Election Impact on Healthcare. Clearly no other topic seems to matter this week as pundits and analysts in and outside of Washington assess the impact of a Republican takeover of the House, gain of six Senate seats and major gains in makeup of state legislatures. What these changes mean for the Electronic Health Record (EHR) Incentive Program and the Accountable Care Act will play out over the next weeks and months. As we begin this process, some cautions are in order. Rumors, dire predictions and speculation will be plentiful and it is well not to overreact precipitously and make major changes in current plans in the absence of facts.
Beginning in January, the House will be controlled by Republicans with Rep. John Boehner (R-Ohio-8) serving as the next likely Speaker. From a large Democratic majority in the 111th Congress, the 112th will look very different—239 Republicans versus 187 Democrats, representing a gain of 60 seats for the GOP. Democrats still hold a majority in the Senate, but lost six seats, ending with 53 to the GOP’s 46. Alaska still remains undecided. In state legislatures, Republicans also made big gains, taking control of at least 19 Democratic-controlled state legislatures, picking up 682 seats. With responsibility for drawing district boundaries for the U.S. House, which takes place next year, decisions of state legislatures will have a major influence on Congressional elections for years to come.
Just how Republicans at the national level choose to flex their newly won muscle will play out as committees organize and the GOP leadership assesses its strategy. During campaigning, many of the new House freshmen vowed to repeal the unspent stimulus funds and the Accountable Care Act—good sound bites, but not so easily done. While the House may quickly pass a bill repealing health reform and unspent stimulus funds to be followed by overriding a presidential veto, the Democratic-led Senate is not likely to go along. Another route is the appropriations process, by denying funding to implement the Accountable Care Act. Implementation costs over the next 10 years, according to the Congressional Budget Office, could run from $5 billion to $10 billion each for the Department of Health and Human Services (HHS) and the Internal Revenue Service (IRS). It is unclear how much of that would need to come from budget increases. In recent years, both the IRS and HHS have survived with their existing budgets.
Other tactics are likely. For example, Rep. Joe Barton (R-Texas-6), who could become the next House Energy and Commerce Committee chair, has outlined his ideas that include subjecting HHS Secretary Kathleen Sebelius and Centers for Medicare & Medicaid Services Administrator Donald Berwick to regular questioning on the reform law and investigating the Obama administration actions on cost estimates of the law before its enactment.

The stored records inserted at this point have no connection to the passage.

//! Application-wide constants.

/// Longest side, in pixels, of a generated thumbnail.
pub const DEFAULT_THUMBNAIL_SIZE: u32 = 200;

/// Lossy WebP quality used for thumbnails (0-100).
pub const DEFAULT_THUMBNAIL_QUALITY: u8 = 80;

/// Thumbnails are always WebP, whatever the original format was.
pub const THUMBNAIL_EXTENSION: &str = "webp";
pub const THUMBNAIL_CONTENT_TYPE: &str = "image/webp";

/// Top-level directories below the storage root. Part of the on-disk contract:
/// changing them requires migrating files and index paths together.
pub const ORIGINALS_DIR: &str = "originals";
pub const THUMBNAILS_DIR: &str = "thumbnails";

/// List pagination: page size used when the caller sends none, and the hard cap.
pub const DEFAULT_PAGE_SIZE: i64 = 10;
pub const MAX_PAGE_SIZE: i64 = 100;

/// Artifacts never change once written, so clients may cache them for a year.
pub const IMMUTABLE_CACHE_CONTROL: &str = "public, max-age=31536000, immutable";

/// Maximum length of an owner token, in bytes.
pub const MAX_OWNER_ID_LEN: usize = 128;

Numerous oversight hearings on the reform law and stimulus programs are anticipated. The new majority, however, is likely to focus mainly on the former, while the Health Information Technology for Economic and Clinical Health Act’s EHR Incentive Program is perhaps a less visible target in that its funding will be incrementally distributed over several years. Further, the initial Office of the National Coordinator for Health information office was created by President George W. Bush, and many of the early legislative proposals were bipartisan. This bipartisan support remains critically important and CHIME and health IT’s many other proponents will continue to emphasize this point on Capitol Hill. With increased oversight hearings, attention may focus on details of the EHR Incentive Program and its aggressive timelines, for example. Certainly, the congressional changes and the overall impact on healthcare are critically important for CIOs and we will continue to track these issues and report on emerging developments in the coming weeks.